*EXERCISE PROMPT:*
Where in the listing does the word "OllamaExecutionTools" appear? Report each line that holds it.

______________________________

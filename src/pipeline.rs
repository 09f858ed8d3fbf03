//! Dependency-driven pipeline execution.
//!
//! [`PipelineExecutor`] schedules the templates of a [`Pipeline`] as soon as
//! their dependencies are committed, runs up to `max_parallel_count` of them
//! concurrently and commits each result before re-evaluating readiness.
//! The first template failure aborts the run; in-flight templates are
//! dropped.
//!
//! # Example
//!
//! ```no_run
//! use prompt_pipeline::backend::OllamaExecutionTools;
//! use prompt_pipeline::types::ModelRequirements;
//! use prompt_pipeline::{ExecutionSettings, ExecutionTools, Pipeline, PipelineExecutor, Template};
//! use std::collections::BTreeMap;
//! use std::sync::Arc;
//!
//! #[tokio::main]
//! async fn main() -> Result<(), Box<dyn std::error::Error>> {
//!     let pipeline = Pipeline::builder("Bio")
//!         .input("name")
//!         .output("bio")
//!         .add_template(
//!             Template::new("bio", "Write a one-line bio of {name}.")
//!                 .with_model(ModelRequirements::chat()),
//!         )
//!         .build()?;
//!
//!     let tools = ExecutionTools::builder(Arc::new(OllamaExecutionTools::new(
//!         "http://localhost:11434",
//!     )))
//!     .builtin_scripts()
//!     .build();
//!
//!     let executor = PipelineExecutor::new(pipeline, tools, ExecutionSettings::default())?;
//!     let result = executor
//!         .execute(BTreeMap::from([("name".to_string(), "Ada".to_string())]))
//!         .await;
//!     println!("{:?}", result.output_parameters.get("bio"));
//!     Ok(())
//! }
//! ```

use crate::{
    attempt::{AttemptController, TemplateOutcome},
    error::Result,
    events::{emit, Event, EventHandler},
    parameters::ParameterSet,
    report::ExecutionReport,
    settings::ExecutionSettings,
    template::Template,
    tools::ExecutionTools,
    types::Pipeline,
    usage::Usage,
    PipelineError,
};
use futures::stream::{FuturesUnordered, StreamExt};
use std::collections::BTreeMap;
use std::sync::Arc;
use tracing::{debug, info, warn};

/// Lower bound on the scheduling iterations a run may take.
///
/// Every iteration settles one template, so a run is allowed
/// `max(LOOP_LIMIT, templates + 1)` iterations before it is treated as stuck.
pub const LOOP_LIMIT: usize = 1000;

/// Outcome of [`PipelineExecutor::execute`].
#[derive(Debug)]
pub struct PipelineExecutorResult {
    pub is_successful: bool,
    /// Declared output parameters that were produced.
    pub output_parameters: BTreeMap<String, String>,
    /// Sum of the usage of every model call in the report.
    pub usage: Usage,
    pub execution_report: ExecutionReport,
    pub errors: Vec<PipelineError>,
    pub warnings: Vec<PipelineError>,
}

/// Progress of a run, passed to the callback of
/// [`PipelineExecutor::execute_with_progress`].
#[derive(Debug, Clone, PartialEq, Eq)]
pub struct ExecutionProgress {
    /// Template that just started or settled.
    pub template: String,
    /// Whether it settled (`true`) or started (`false`).
    pub is_done: bool,
    /// Templates settled so far.
    pub done_count: usize,
    pub total_count: usize,
}

/// Runs one pipeline with one set of tools.
pub struct PipelineExecutor {
    pipeline: Pipeline,
    controller: AttemptController,
    event_handler: Option<Arc<dyn EventHandler>>,
    settings: ExecutionSettings,
}

impl std::fmt::Debug for PipelineExecutor {
    fn fmt(&self, f: &mut std::fmt::Formatter<'_>) -> std::fmt::Result {
        f.debug_struct("PipelineExecutor")
            .field("pipeline", &self.pipeline.title)
            .field(
                "templates",
                &self
                    .pipeline
                    .templates
                    .iter()
                    .map(|t| &t.name)
                    .collect::<Vec<_>>(),
            )
            .field("settings", &self.settings)
            .finish()
    }
}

______________________________

*RESULT:*
//! use prompt_pipeline::backend::OllamaExecutionTools;
//!     let tools = ExecutionTools::builder(Arc::new(OllamaExecutionTools::new(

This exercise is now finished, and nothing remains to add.